Dataset excerpts START

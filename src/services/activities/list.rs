use actix_web::{HttpRequest, HttpResponse, Result as ActixResult};
use std::collections::HashMap;
use std::sync::Arc;

use super::ActivityService;
use crate::middlewares::RequireJWT;
use crate::models::activities::{
    entities::Activity,
    requests::ActivityListQuery,
    responses::ActivityView,
};
use crate::models::users::entities::UserRole;
use crate::models::ErrorCode;
use crate::services::{current_school_year, current_student, current_teacher, respond};
use crate::storage::Storage;

/// 给活动补上科目/班级名称
pub(crate) async fn build_activity_views(
    storage: &Arc<dyn Storage>,
    activities: Vec<Activity>,
) -> crate::errors::Result<Vec<ActivityView>> {
    let mut subject_names: HashMap<i64, String> = HashMap::new();
    let mut class_names: HashMap<i64, String> = HashMap::new();

    let mut views = Vec::with_capacity(activities.len());
    for activity in activities {
        if !subject_names.contains_key(&activity.subject_id)
            && let Some(subject) = storage.get_subject_by_id(activity.subject_id).await?
        {
            subject_names.insert(activity.subject_id, subject.name);
        }
        if !class_names.contains_key(&activity.class_id)
            && let Some(class) = storage.get_class_by_id(activity.class_id).await?
        {
            class_names.insert(activity.class_id, class.name);
        }

        let subject_name = subject_names
            .get(&activity.subject_id)
            .cloned()
            .unwrap_or_default();
        let class_name = class_names
            .get(&activity.class_id)
            .cloned()
            .unwrap_or_default();

        views.push(ActivityView {
            activity,
            subject_name,
            class_name,
        });
    }

    Ok(views)
}

pub async fn list_activities(
    service: &ActivityService,
    request: &HttpRequest,
    query: ActivityListQuery,
) -> ActixResult<HttpResponse> {
    let storage = service.get_storage(request);

    // 教师看自己的活动，学生看自己当前班级的活动，管理员看全部
    let (teacher_filter, class_filter) = match RequireJWT::extract_user_role(request) {
        Some(UserRole::Teacher) => {
            let teacher = match current_teacher(&storage, request).await {
                Ok(teacher) => teacher,
                Err(response) => return Ok(response),
            };
            (Some(teacher.id), None)
        }
        Some(UserRole::Student) => {
            let student = match current_student(&storage, request).await {
                Ok(student) => student,
                Err(response) => return Ok(response),
            };
            let class_id = match storage
                .active_class_of_student(student.id, current_school_year())
                .await
            {
                Ok(Some(class)) => Some(class.id),
                Ok(None) => student.class_id,
                Err(e) => return Ok(respond::internal("Failed to resolve class", e)),
            };
            match class_id {
                Some(class_id) => (None, Some(class_id)),
                // 没有班级就没有可见的活动
                None => return Ok(respond::ok(Vec::<ActivityView>::new(), "Activities retrieved")),
            }
        }
        _ => (None, None),
    };

    let activities = match storage
        .list_activities(teacher_filter, class_filter, &query)
        .await
    {
        Ok(activities) => activities,
        Err(e) => return Ok(respond::internal("Failed to list activities", e)),
    };

    match build_activity_views(&storage, activities).await {
        Ok(views) => Ok(respond::ok(views, "Activities retrieved successfully")),
        Err(e) => Ok(respond::internal("Failed to build activity views", e)),
    }
}

pub async fn get_activity(
    service: &ActivityService,
    request: &HttpRequest,
    activity_id: i64,
) -> ActixResult<HttpResponse> {
    let storage = service.get_storage(request);

    let activity = match storage.get_activity_by_id(activity_id).await {
        Ok(Some(activity)) => activity,
        Ok(None) => {
            return Ok(respond::not_found(
                ErrorCode::ActivityNotFound,
                "Activity not found",
            ));
        }
        Err(e) => return Ok(respond::internal("Failed to get activity", e)),
    };

    match build_activity_views(&storage, vec![activity]).await {
        Ok(mut views) => Ok(respond::ok(
            views.remove(0),
            "Activity retrieved successfully",
        )),
        Err(e) => Ok(respond::internal("Failed to build activity view", e)),
    }
}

Dataset excerpts END

# [What to produce]
Please reproduce the lines from the line with "class_names.insert(activity.class_id, class.name);" to the line with "let activities = match storage", both ends included, exactly as they appear above.

# [Task output]
            class_names.insert(activity.class_id, class.name);
        }

        let subject_name = subject_names
            .get(&activity.subject_id)
            .cloned()
            .unwrap_or_default();
        let class_name = class_names
            .get(&activity.class_id)
            .cloned()
            .unwrap_or_default();

        views.push(ActivityView {
            activity,
            subject_name,
            class_name,
        });
    }

    Ok(views)
}

pub async fn list_activities(
    service: &ActivityService,
    request: &HttpRequest,
    query: ActivityListQuery,
) -> ActixResult<HttpResponse> {
    let storage = service.get_storage(request);

    // 教师看自己的活动，学生看自己当前班级的活动，管理员看全部
    let (teacher_filter, class_filter) = match RequireJWT::extract_user_role(request) {
        Some(UserRole::Teacher) => {
            let teacher = match current_teacher(&storage, request).await {
                Ok(teacher) => teacher,
                Err(response) => return Ok(response),
            };
            (Some(teacher.id), None)
        }
        Some(UserRole::Student) => {
            let student = match current_student(&storage, request).await {
                Ok(student) => student,
                Err(response) => return Ok(response),
            };
            let class_id = match storage
                .active_class_of_student(student.id, current_school_year())
                .await
            {
                Ok(Some(class)) => Some(class.id),
                Ok(None) => student.class_id,
                Err(e) => return Ok(respond::internal("Failed to resolve class", e)),
            };
            match class_id {
                Some(class_id) => (None, Some(class_id)),
                // 没有班级就没有可见的活动
                None => return Ok(respond::ok(Vec::<ActivityView>::new(), "Activities retrieved")),
            }
        }
        _ => (None, None),
    };

    let activities = match storage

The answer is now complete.